Records from a data collection:
•••

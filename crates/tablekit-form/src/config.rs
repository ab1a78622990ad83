//! Declarative rule configuration.
//!
//! A [`RuleSet`] maps each field to an ordered list of [`RuleConfig`]
//! entries and compiles into [`ValidationRules`]. For each field the first
//! failing rule's message is reported. Every rule except `required` accepts
//! blank input, so optional fields stay valid until something is typed.
//!
//! ```
//! use tablekit_form::RuleSet;
//!
//! let set: RuleSet = serde_json::from_str(r#"{
//!     "email": [
//!         {"kind": "required", "message": "Email is required"},
//!         {"kind": "email"}
//!     ]
//! }"#).unwrap();
//! let rules = set.compile().unwrap();
//!
//! assert_eq!(rules.check("email", ""), Some("Email is required".to_string()));
//! assert_eq!(rules.check("email", "nope"), Some("Invalid email address".to_string()));
//! assert_eq!(rules.check("email", "a@b.co"), None);
//! ```

use std::collections::BTreeMap;
use std::sync::Arc;

use regex::Regex;
use serde::{Deserialize, Serialize};
use tablekit_model::parse_f64;

use crate::error::{Result, RuleError};
use crate::rules::ValidationRules;

const EMAIL_PATTERN: &str = r"^[^\s@]+@[^\s@]+\.[^\s@]+$";

/// One declarative check on a field value.
#[derive(Debug, Clone, PartialEq, Serialize, Deserialize)]
#[serde(tag = "kind", rename_all = "snake_case")]
pub enum RuleConfig {
    /// Value must contain a non-whitespace character.
    Required {
        #[serde(default)]
        message: Option<String>,
    },
    /// At least `min` characters.
    MinLength {
        min: usize,
        #[serde(default)]
        message: Option<String>,
    },
    /// At most `max` characters.
    MaxLength {
        max: usize,
        #[serde(default)]
        message: Option<String>,
    },
    /// Value must match the regular expression.
    Pattern {
        pattern: String,
        #[serde(default)]
        message: Option<String>,
    },
    Email {
        #[serde(default)]
        message: Option<String>,
    },
    /// Value must parse as a finite number.
    Numeric {
        #[serde(default)]
        message: Option<String>,
    },
    /// Numeric value within inclusive bounds.
    Range {
        #[serde(default)]
        min: Option<f64>,
        #[serde(default)]
        max: Option<f64>,
        #[serde(default)]
        message: Option<String>,
    },
    /// Value must equal one of the listed choices.
    OneOf {
        values: Vec<String>,
        #[serde(default)]
        message: Option<String>,
    },
}

impl RuleConfig {
    fn compile(&self, field: &str) -> Result<CompiledRule> {
        let rule = match self {
            Self::Required { message } => CompiledRule::Required {
                message: message_or(message, "This field is required"),
            },
            Self::MinLength { min, message } => CompiledRule::MinLength {
                min: *min,
                message: message_or(message, &format!("Must be at least {min} characters")),
            },
            Self::MaxLength { max, message } => CompiledRule::MaxLength {
                max: *max,
                message: message_or(message, &format!("Must be at most {max} characters")),
            },
            Self::Pattern { pattern, message } => CompiledRule::Pattern {
                regex: compile_regex(field, pattern)?,
                message: message_or(message, "Invalid format"),
            },
            Self::Email { message } => CompiledRule::Pattern {
                regex: compile_regex(field, EMAIL_PATTERN)?,
                message: message_or(message, "Invalid email address"),
            },
            Self::Numeric { message } => CompiledRule::Numeric {
                message: message_or(message, "Must be a number"),
            },
            Self::Range { min, max, message } => {
                if let (Some(lo), Some(hi)) = (min, max)
                    && lo > hi
                {
                    return Err(RuleError::InvalidRange {
                        field: field.to_string(),
                        min: *lo,
                        max: *hi,
                    });
                }
                CompiledRule::Range {
                    min: *min,
                    max: *max,
                    message: message.clone(),
                }
            }
            Self::OneOf { values, message } => {
                if values.is_empty() {
                    return Err(RuleError::EmptyChoices {
                        field: field.to_string(),
                    });
                }
                CompiledRule::OneOf {
                    message: message_or(message, &format!("Must be one of: {}", values.join(", "))),
                    values: values.clone(),
                }
            }
        };
        Ok(rule)
    }
}

/// Field name to rule list, as read from configuration.
#[derive(Debug, Clone, Default, PartialEq, Serialize, Deserialize)]
#[serde(transparent)]
pub struct RuleSet {
    fields: BTreeMap<String, Vec<RuleConfig>>,
}

impl RuleSet {
    pub fn new() -> Self {
        Self::default()
    }

    /// Append a rule to a field's list.
    #[must_use]
    pub fn with_rule(mut self, field: impl Into<String>, rule: RuleConfig) -> Self {
        self.fields.entry(field.into()).or_default().push(rule);
        self
    }

    /// Configured fields in name order.
    pub fn fields(&self) -> impl Iterator<Item = &str> {
        self.fields.keys().map(String::as_str)
    }

    /// Rules configured for `field`.
    pub fn rules_for(&self, field: &str) -> &[RuleConfig] {
        self.fields.get(field).map_or(&[], Vec::as_slice)
    }

    /// Compile every field's rule list into validators.
    ///
    /// # Errors
    ///
    /// Returns the first malformed rule: an invalid pattern, an inverted
    /// range, or an empty choice list.
    pub fn compile(&self) -> Result<ValidationRules> {
        let mut rules = ValidationRules::new();
        for (field, configs) in &self.fields {
            let compiled = configs
                .iter()
                .map(|config| config.compile(field))
                .collect::<Result<Vec<_>>>()?;
            tracing::debug!(field = %field, rules = compiled.len(), "compiled field rules");
            rules.insert(
                field.clone(),
                Arc::new(move |value: &str| compiled.iter().find_map(|rule| rule.check(value))),
            );
        }
        Ok(rules)
    }
}

#[derive(Debug)]
enum CompiledRule {
    Required { message: String },
    MinLength { min: usize, message: String },
    MaxLength { max: usize, message: String },
    Pattern { regex: Regex, message: String },
    Numeric { message: String },
    Range {
        min: Option<f64>,
        max: Option<f64>,
        message: Option<String>,
    },
    OneOf { values: Vec<String>, message: String },
}

impl CompiledRule {
    fn check(&self, value: &str) -> Option<String> {
        if value.trim().is_empty() {
            return match self {
                Self::Required { message } => Some(message.clone()),
                _ => None,
            };
        }
        match self {
            Self::Required { .. } => None,
            Self::MinLength { min, message } => {
                (value.chars().count() < *min).then(|| message.clone())
            }
            Self::MaxLength { max, message } => {
                (value.chars().count() > *max).then(|| message.clone())
            }
            Self::Pattern { regex, message } => (!regex.is_match(value)).then(|| message.clone()),
            Self::Numeric { message } => parse_f64(value).is_none().then(|| message.clone()),
            Self::Range { min, max, message } => {
                let Some(number) = parse_f64(value) else {
                    return Some(message.clone().unwrap_or_else(|| "Must be a number".to_string()));
                };
                if let Some(lo) = min
                    && number < *lo
                {
                    return Some(message.clone().unwrap_or_else(|| format!("Must be at least {lo}")));
                }
                if let Some(hi) = max
                    && number > *hi
                {
                    return Some(message.clone().unwrap_or_else(|| format!("Must be at most {hi}")));
                }
                None
            }
            Self::OneOf { values, message } => {
                (!values.iter().any(|allowed| allowed == value)).then(|| message.clone())
            }
        }
    }
}

fn message_or(message: &Option<String>, default: &str) -> String {
    message.clone().unwrap_or_else(|| default.to_string())
}

fn compile_regex(field: &str, pattern: &str) -> Result<Regex> {
    Regex::new(pattern).map_err(|source| RuleError::InvalidPattern {
        field: field.to_string(),
        source,
    })
}

#[cfg(test)]
mod tests {
    use super::*;

    fn compile(json: &str) -> ValidationRules {
        let set: RuleSet = serde_json::from_str(json).expect("parse rule set");
        set.compile().expect("compile rule set")
    }

    #[test]
    fn test_first_failing_rule_wins() {
        let rules = compile(
            r#"{"password": [
                {"kind": "required"},
                {"kind": "min_length", "min": 8},
                {"kind": "pattern", "pattern": "[0-9]", "message": "Needs a digit"}
            ]}"#,
        );
        assert_eq!(rules.check("password", " "), Some("This field is required".to_string()));
        assert_eq!(
            rules.check("password", "abc"),
            Some("Must be at least 8 characters".to_string())
        );
        assert_eq!(rules.check("password", "abcdefgh"), Some("Needs a digit".to_string()));
        assert_eq!(rules.check("password", "abcdefg1"), None);
    }

    #[test]
    fn test_optional_rules_accept_blank() {
        let rules = compile(r#"{"website": [{"kind": "pattern", "pattern": "^https://"}]}"#);
        assert_eq!(rules.check("website", ""), None);
        assert_eq!(rules.check("website", "http://x"), Some("Invalid format".to_string()));
    }

    #[test]
    fn test_length_counts_characters() {
        let rules = compile(r#"{"name": [{"kind": "max_length", "max": 3}]}"#);
        assert_eq!(rules.check("name", "äöü"), None);
        assert_eq!(
            rules.check("name", "äöüß"),
            Some("Must be at most 3 characters".to_string())
        );
    }

    #[test]
    fn test_range_and_numeric() {
        let rules = compile(r#"{"age": [{"kind": "range", "min": 18, "max": 120}]}"#);
        assert_eq!(rules.check("age", "abc"), Some("Must be a number".to_string()));
        assert_eq!(rules.check("age", "17"), Some("Must be at least 18".to_string()));
        assert_eq!(rules.check("age", "121"), Some("Must be at most 120".to_string()));
        assert_eq!(rules.check("age", "42"), None);

        let numeric = compile(r#"{"qty": [{"kind": "numeric"}]}"#);
        assert_eq!(numeric.check("qty", "1.5"), None);
        assert_eq!(numeric.check("qty", " 7 "), None);
        assert_eq!(numeric.check("qty", "inf"), Some("Must be a number".to_string()));
        assert_eq!(numeric.check("qty", "NaN"), Some("Must be a number".to_string()));
    }

    #[test]
    fn test_one_of() {
        let rules = compile(r#"{"role": [{"kind": "one_of", "values": ["admin", "user"]}]}"#);
        assert_eq!(rules.check("role", "user"), None);
        assert_eq!(
            rules.check("role", "guest"),
            Some("Must be one of: admin, user".to_string())
        );
    }

    #[test]
    fn test_invalid_pattern_is_reported() {
        let set = RuleSet::new().with_rule(
            "code",
            RuleConfig::Pattern {
                pattern: "(".to_string(),
                message: None,
            },
        );
        let err = set.compile().unwrap_err();
        assert!(matches!(err, RuleError::InvalidPattern { ref field, .. } if field == "code"));
    }

    #[test]
    fn test_inverted_range_is_reported() {
        let set = RuleSet::new().with_rule(
            "n",
            RuleConfig::Range {
                min: Some(5.0),
                max: Some(1.0),
                message: None,
            },
        );
        assert!(matches!(set.compile(), Err(RuleError::InvalidRange { .. })));
    }

    #[test]
    fn test_empty_choices_is_reported() {
        let set = RuleSet::new().with_rule(
            "n",
            RuleConfig::OneOf {
                values: vec![],
                message: None,
            },
        );
        assert!(matches!(set.compile(), Err(RuleError::EmptyChoices { .. })));
    }

    #[test]
    fn test_rules_for_unknown_field_is_empty() {
        let set = RuleSet::new().with_rule("a", RuleConfig::Numeric { message: None });
        assert!(set.rules_for("b").is_empty());
        assert_eq!(set.rules_for("a").len(), 1);
        assert_eq!(set.fields().collect::<Vec<_>>(), ["a"]);
    }
}
//! Error types for rule configuration.

use thiserror::Error;

/// Errors raised while compiling declarative rules into validators.
///
/// Validation itself never fails; these only occur when a rule
/// configuration is malformed.
#[derive(Debug, Error)]
pub enum RuleError {
    /// A `pattern` rule holds an invalid regular expression.
    #[error("invalid pattern for field '{field}': {source}")]
    InvalidPattern {
        field: String,
        #[source]
        source: regex::Error,
    },

    /// A `range` rule has `min` greater than `max`.
    #[error("invalid range for field '{field}': min {min} exceeds max {max}")]
    InvalidRange { field: String, min: f64, max: f64 },

    /// A `one_of` rule lists no allowed values.
    #[error("empty choice list for field '{field}'")]
    EmptyChoices { field: String },
}

pub type Result<T> = std::result::Result<T, RuleError>;
//! JSON array-of-objects reading.

use std::path::Path;

use serde_json::Value;
use tablekit_model::{FieldValue, Row};

use crate::error::{IngestError, Result};
use crate::file::{LoadedTable, read_error};

/// Read a JSON file holding an array of objects.
pub fn read_json_file(path: &Path) -> Result<LoadedTable> {
    let text = std::fs::read_to_string(path).map_err(|e| read_error(path, e))?;
    read_json(&text, path)
}

/// Parse a JSON array of objects. `path` is used for error messages only.
///
/// Columns are the union of every object's keys, in the order they are
/// first seen.
pub fn read_json(text: &str, path: &Path) -> Result<LoadedTable> {
    let document: Value = serde_json::from_str(text).map_err(|source| IngestError::Json {
        path: path.to_path_buf(),
        source,
    })?;
    let Value::Array(items) = document else {
        return Err(IngestError::NotAnArray {
            path: path.to_path_buf(),
        });
    };

    let mut columns: Vec<String> = Vec::new();
    let mut rows = Vec::with_capacity(items.len());
    for (index, item) in items.into_iter().enumerate() {
        let Value::Object(map) = item else {
            return Err(IngestError::NotAnObject {
                path: path.to_path_buf(),
                index,
            });
        };
        for key in map.keys() {
            if !columns.contains(key) {
                columns.push(key.clone());
            }
        }
        let row: Row = map
            .into_iter()
            .map(|(key, value)| (key, FieldValue::from(value)))
            .collect();
        rows.push(row);
    }

    Ok(LoadedTable { columns, rows })
}
//! Tests for tablekit-model ordering guarantees.

use std::cmp::Ordering;

use proptest::prelude::*;
use tablekit_model::{FieldValue, compare_values};

fn field_value() -> impl Strategy<Value = FieldValue> {
    prop_oneof![
        Just(FieldValue::Missing),
        any::<bool>().prop_map(FieldValue::Bool),
        (-1000i32..1000).prop_map(FieldValue::from),
        "[a-zA-Z0-9 ]{0,6}".prop_map(FieldValue::Text),
    ]
}

#[test]
fn test_missing_sorts_after_every_kind() {
    for value in [
        FieldValue::Bool(false),
        FieldValue::Number(-1e9),
        FieldValue::from(""),
        FieldValue::from(vec!["a"]),
    ] {
        assert_eq!(compare_values(&value, &FieldValue::Missing), Ordering::Less);
    }
}

proptest! {
    #[test]
    fn test_comparison_is_antisymmetric(a in field_value(), b in field_value()) {
        prop_assert_eq!(compare_values(&a, &b), compare_values(&b, &a).reverse());
    }

    #[test]
    fn test_comparison_is_reflexive(a in field_value()) {
        prop_assert_eq!(compare_values(&a, &a), Ordering::Equal);
    }
}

•••

Starting at the first line of the records above, please copy each line exactly until you reach the line containing "failing rule's message". Include that line and stop there.

SOLUTION FOR THIS TASK
filename crates/tablekit-form/src/config.rs
repository ab1a78622990ad83
//! Declarative rule configuration.
//!
//! A [`RuleSet`] maps each field to an ordered list of [`RuleConfig`]
//! entries and compiles into [`ValidationRules`]. For each field the first
//! failing rule's message is reported. Every rule except `required` accepts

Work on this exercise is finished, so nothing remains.